Rollovers also have extra benefits that most loans don't. Most of the time, financial institutions try to impose withholding requirements when you take money out of a retirement account. But you can elect out of having money withheld from your rollover distribution, thereby preserving the full amount for your use.

Even better, rollovers don't require that you pay interest for the period when you have the funds. Essentially, then, rollovers give you interest-free use of your retirement money for that 60-day period.

Know the new rules

Unfortunately, rollover rules just got a little trickier. There has always been a rule that said that you could only do one IRA rollover in any 12-month period. Yet until recently, most people understood the requirement to apply to each IRA individually, meaning that if you had two different IRAs, you could do a total of two rollovers -- one from each IRA -- in any given year.
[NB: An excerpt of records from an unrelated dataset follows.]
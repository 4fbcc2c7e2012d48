//! Cart
//!
//! A cart is an explicit value: every mutation takes the cart by value and
//! hands back the updated cart, so callers own persistence and the engine
//! holds no state of its own.

use std::fmt;

use indexmap::IndexMap;
use rust_decimal::Decimal;
use rusty_money::iso::Currency;
use serde::{Deserialize, Serialize};
use thiserror::Error;
use tracing::debug;

use crate::{
    items::CartLineItem,
    products::{Product, ProductId},
};

/// Errors raised by cart mutations.
#[derive(Debug, Error, PartialEq)]
pub enum CartError {
    /// Quantity to add was zero or negative.
    #[error("quantity must be positive, got {0}")]
    InvalidQuantity(i64),

    /// No line item exists for the product.
    #[error("no line item for product {0}")]
    ItemNotFound(ProductId),

    /// The product is priced in a different currency to the cart (product, product currency, cart currency).
    #[error("product {0} has currency {1}, but cart has currency {2}")]
    CurrencyMismatch(ProductId, &'static str, &'static str),

    /// The product has a negative unit price.
    #[error("product {0} has a negative price")]
    NegativePrice(ProductId),

    /// The resulting quantity does not fit in a line item.
    #[error("quantity for product {0} is too large")]
    QuantityOverflow(ProductId),
}

/// Identity of the user owning a cart, supplied by the auth collaborator.
#[derive(Debug, Clone, PartialEq, Eq, Hash, Serialize, Deserialize)]
#[serde(transparent)]
pub struct OwnerId(String);

impl OwnerId {
    /// Creates an owner identity.
    pub fn new(id: impl Into<String>) -> Self {
        Self(id.into())
    }

    /// Returns the identity as a string slice.
    pub fn as_str(&self) -> &str {
        &self.0
    }
}

impl fmt::Display for OwnerId {
    fn fmt(&self, f: &mut fmt::Formatter<'_>) -> fmt::Result {
        f.write_str(&self.0)
    }
}

impl From<&str> for OwnerId {
    fn from(id: &str) -> Self {
        Self(id.to_string())
    }
}

impl From<String> for OwnerId {
    fn from(id: String) -> Self {
        Self(id)
    }
}

/// Cart
#[derive(Debug, Clone, PartialEq)]
pub struct Cart<'a> {
    owner: OwnerId,
    currency: &'static Currency,
    items: IndexMap<ProductId, CartLineItem<'a>>,
}

impl<'a> Cart<'a> {
    /// Create an empty cart for the owner, priced in the given currency.
    pub fn new(owner: impl Into<OwnerId>, currency: &'static Currency) -> Self {
        Cart {
            owner: owner.into(),
            currency,
            items: IndexMap::new(),
        }
    }

    /// Add `quantity` units of a product, merging into an existing line item
    /// for the same product id.
    ///
    /// An existing line keeps its position and takes the name, price and
    /// image of the supplied descriptor.
    ///
    /// # Errors
    ///
    /// - [`CartError::InvalidQuantity`]: `quantity` is zero or negative.
    /// - [`CartError::CurrencyMismatch`]: the product is priced in another currency.
    /// - [`CartError::NegativePrice`]: the product price is below zero.
    /// - [`CartError::QuantityOverflow`]: the merged quantity does not fit.
    pub fn add_or_merge_line_item(
        mut self,
        product: &Product<'a>,
        quantity: i64,
    ) -> Result<Self, CartError> {
        let quantity = positive_quantity(quantity, &product.id)?;

        self.ensure_priceable(product)?;

        if let Some(existing) = self.items.get_mut(&product.id) {
            let merged = existing
                .quantity()
                .checked_add(quantity)
                .ok_or_else(|| CartError::QuantityOverflow(product.id.clone()))?;

            existing.set_quantity(merged);
            existing.refresh(product);

            debug!(product_id = %product.id, added = quantity, quantity = merged, "merged line item");
        } else {
            self.items.insert(
                product.id.clone(),
                CartLineItem::from_product(product, quantity),
            );

            debug!(product_id = %product.id, quantity, "added line item");
        }

        Ok(self)
    }

    /// Replace the quantity of an existing line item; zero or below removes it.
    ///
    /// # Errors
    ///
    /// - [`CartError::ItemNotFound`]: the cart has no line for `product_id`.
    /// - [`CartError::QuantityOverflow`]: `quantity` does not fit in a line item.
    pub fn set_line_item_quantity(
        mut self,
        product_id: &ProductId,
        quantity: i64,
    ) -> Result<Self, CartError> {
        if !self.items.contains_key(product_id) {
            return Err(CartError::ItemNotFound(product_id.clone()));
        }

        if quantity <= 0 {
            self.items.shift_remove(product_id);

            debug!(product_id = %product_id, "removed line item by zero quantity");

            return Ok(self);
        }

        let quantity = positive_quantity(quantity, product_id)?;

        if let Some(item) = self.items.get_mut(product_id) {
            item.set_quantity(quantity);
        }

        debug!(product_id = %product_id, quantity, "set line item quantity");

        Ok(self)
    }

    /// Remove the line item for `product_id`; absent ids are ignored.
    #[must_use]
    pub fn remove_line_item(mut self, product_id: &ProductId) -> Self {
        if self.items.shift_remove(product_id).is_some() {
            debug!(product_id = %product_id, "removed line item");
        }

        self
    }

    /// Exact sum of `unit_price * quantity` over all line items.
    pub fn subtotal(&self) -> Decimal {
        self.items.values().map(CartLineItem::line_total).sum()
    }

    /// Line item for a product, if present.
    pub fn get(&self, product_id: &ProductId) -> Option<&CartLineItem<'a>> {
        self.items.get(product_id)
    }

    /// Whether the cart holds a line for the product.
    pub fn contains(&self, product_id: &ProductId) -> bool {
        self.items.contains_key(product_id)
    }

    /// Iterate line items in insertion order.
    pub fn iter(&self) -> impl Iterator<Item = &CartLineItem<'a>> {
        self.items.values()
    }

    /// Number of distinct line items.
    pub fn len(&self) -> usize {
        self.items.len()
    }

    /// Check if the cart is empty.
    pub fn is_empty(&self) -> bool {
        self.items.is_empty()
    }

    /// Total number of units across all line items.
    pub fn item_count(&self) -> u64 {
        self.items.values().map(|item| u64::from(item.quantity())).sum()
    }

    /// Owner of the cart.
    pub fn owner(&self) -> &OwnerId {
        &self.owner
    }

    /// Get the currency of the cart.
    pub fn currency(&self) -> &'static Currency {
        self.currency
    }

    fn ensure_priceable(&self, product: &Product<'a>) -> Result<(), CartError> {
        let product_currency = product.price.currency();

        if product_currency != self.currency {
            return Err(CartError::CurrencyMismatch(
                product.id.clone(),
                product_currency.iso_alpha_code,
                self.currency.iso_alpha_code,
            ));
        }

        if product.price.to_minor_units() < 0 {
            return Err(CartError::NegativePrice(product.id.clone()));
        }

        Ok(())
    }
}

fn positive_quantity(quantity: i64, product_id: &ProductId) -> Result<u32, CartError> {
    if quantity <= 0 {
        return Err(CartError::InvalidQuantity(quantity));
    }

    u32::try_from(quantity).map_err(|_err| CartError::QuantityOverflow(product_id.clone()))
}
U.S. Tax Court building, Washington, D.C. Photo credit: Wikimedia Commons.

A recent court case, though, found that some taxpayers were abusing the rules. As a result, effective as of the beginning of 2015, the IRS has said that you can only make a single rollover from any IRA every 12 months, no matter how many IRAs you own.

Still, this new stricter one-per-year rule only applies to rollovers between two IRAs. It doesn't affect direct transfers, and more importantly, it doesn't limit rollovers between IRAs and employer-sponsored retirement plans, nor does it prevent you from doing multiple rollovers in converting traditional IRAs to Roth IRAs.

IRA rollovers don't technically involve borrowing from your IRA. But as a way to tap your retirement funds for short-term cash needs, a rollover can work well -- as long as you follow the rules to the letter.